--- Supplied material ---

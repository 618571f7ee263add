//! Account passwords.
//!
//! Hashes are Argon2id PHC strings with the crate's default parameters.
//! Hashing is CPU-bound; handlers run it through `spawn_blocking`.

use argon2::{
    password_hash::{rand_core::OsRng, PasswordHash, PasswordHasher, PasswordVerifier, SaltString},
    Argon2,
};
use thiserror::Error;

/// Upper bound on accepted passwords, so a request can't buy unbounded hashing work.
pub const MAX_PASSWORD_BYTES: usize = 1024;

#[derive(Debug, Error)]
pub enum PasswordError {
    #[error("Password must not be empty")]
    Empty,

    #[error("Password must be at most {MAX_PASSWORD_BYTES} bytes")]
    TooLong,

    #[error("failed to hash password: {0}")]
    Hash(String),

    #[error("stored password hash is malformed: {0}")]
    MalformedHash(String),
}

impl PasswordError {
    /// Whether the caller supplied an unacceptable password, as opposed to a server fault.
    pub fn is_rejected_input(&self) -> bool {
        matches!(self, Self::Empty | Self::TooLong)
    }
}

fn check_policy(password: &str) -> Result<(), PasswordError> {
    if password.is_empty() {
        Err(PasswordError::Empty)
    } else if password.len() > MAX_PASSWORD_BYTES {
        Err(PasswordError::TooLong)
    } else {
        Ok(())
    }
}

/// Hash a new account password.
pub fn hash_password(password: &str) -> Result<String, PasswordError> {
    check_policy(password)?;
    let salt = SaltString::generate(&mut OsRng);

    Argon2::default()
        .hash_password(password.as_bytes(), &salt)
        .map(|hash| hash.to_string())
        .map_err(|e| PasswordError::Hash(e.to_string()))
}

/// Check a login attempt against a stored hash.
///
/// Attempts no account could have been created with are simply wrong and
/// skip the hashing work.
pub fn verify_password(password: &str, hash: &str) -> Result<bool, PasswordError> {
    let parsed = PasswordHash::new(hash).map_err(|e| PasswordError::MalformedHash(e.to_string()))?;
    if check_policy(password).is_err() {
        return Ok(false);
    }

    Ok(Argon2::default()
        .verify_password(password.as_bytes(), &parsed)
        .is_ok())
}
//! Session authentication.
//!
//! Provides:
//! - JWT issuance and verification for users and admins
//! - The session gate that turns a request's cookies into a principal
//! - Session cookie formatting
//! - Password hashing with Argon2

pub mod cookies;
pub mod gate;
pub mod password;
pub mod token;

pub use gate::{authenticate_admin, authenticate_user, CurrentAdmin, CurrentUser, SessionState};
pub use password::{hash_password, verify_password, PasswordError};
pub use token::{Claims, PrincipalKind, TokenError, TokenService};
use anyhow::Result;
use chrono::Utc;
use rusqlite::{params, Row};
use uuid::Uuid;

use super::{uuid_column, Database};
use crate::models::*;

const GLOBAL_QUEST_COLUMNS: &str =
    "id, title, description, xp_reward, category, difficulty, expires_at, created_at";

fn global_quest_from_row(row: &Row<'_>) -> rusqlite::Result<GlobalQuest> {
    Ok(GlobalQuest {
        id: uuid_column(row, 0)?,
        title: row.get(1)?,
        description: row.get(2)?,
        xp_reward: row.get(3)?,
        category: row.get(4)?,
        difficulty: row.get(5)?,
        expires_at: row.get(6)?,
        created_at: row.get(7)?,
    })
}

impl Database {
    pub fn create_global_quest(&self, input: CreateGlobalQuestInput) -> Result<GlobalQuest> {
        let quest = GlobalQuest {
            id: Uuid::new_v4(),
            title: input.title,
            description: input.description,
            xp_reward: input.xp_reward,
            category: input.category,
            difficulty: input.difficulty,
            expires_at: input.expires_at,
            created_at: Utc::now(),
        };

        self.with_connection(|conn| {
            conn.execute(
                &format!("INSERT INTO global_quests ({GLOBAL_QUEST_COLUMNS}) VALUES (?1, ?2, ?3, ?4, ?5, ?6, ?7, ?8)"),
                params![
                    quest.id.to_string(),
                    quest.title,
                    quest.description,
                    quest.xp_reward,
                    quest.category,
                    quest.difficulty,
                    quest.expires_at,
                    quest.created_at,
                ],
            )?;
            Ok(())
        })?;

        Ok(quest)
    }

    /// Newest first.
    pub fn list_global_quests(&self, limit: u32) -> Result<Vec<GlobalQuest>> {
        self.with_connection(|conn| {
            let mut stmt = conn.prepare(&format!(
                "SELECT {GLOBAL_QUEST_COLUMNS} FROM global_quests
                 ORDER BY created_at DESC, rowid DESC
                 LIMIT ?1"
            ))?;
            let quests = stmt
                .query_map([limit], global_quest_from_row)?
                .collect::<rusqlite::Result<Vec<_>>>()?;
            Ok(quests)
        })
    }

    pub fn global_quest_stats(&self) -> Result<GlobalQuestStats> {
        let now = Utc::now();
        self.with_connection(|conn| {
            let total_global_quests: u64 =
                conn.query_row("SELECT COUNT(*) FROM global_quests", [], |r| r.get(0))?;
            let expired_quests: u64 = conn.query_row(
                "SELECT COUNT(*) FROM global_quests WHERE expires_at IS NOT NULL AND expires_at <= ?1",
                [now],
                |r| r.get(0),
            )?;
            let total_users: u64 = conn.query_row("SELECT COUNT(*) FROM users", [], |r| r.get(0))?;

            Ok(GlobalQuestStats {
                total_global_quests,
                active_quests: total_global_quests - expired_quests,
                expired_quests,
                total_users,
            })
        })
    }
}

---

The stopping point is the line containing "pub enum PasswordError". Reproduce exactly every line of the material from the first through that one.

repository 618571f7ee263add
//! Account passwords.
//!
//! Hashes are Argon2id PHC strings with the crate's default parameters.
//! Hashing is CPU-bound; handlers run it through `spawn_blocking`.

use argon2::{
    password_hash::{rand_core::OsRng, PasswordHash, PasswordHasher, PasswordVerifier, SaltString},
    Argon2,
};
use thiserror::Error;

/// Upper bound on accepted passwords, so a request can't buy unbounded hashing work.
pub const MAX_PASSWORD_BYTES: usize = 1024;

#[derive(Debug, Error)]
pub enum PasswordError {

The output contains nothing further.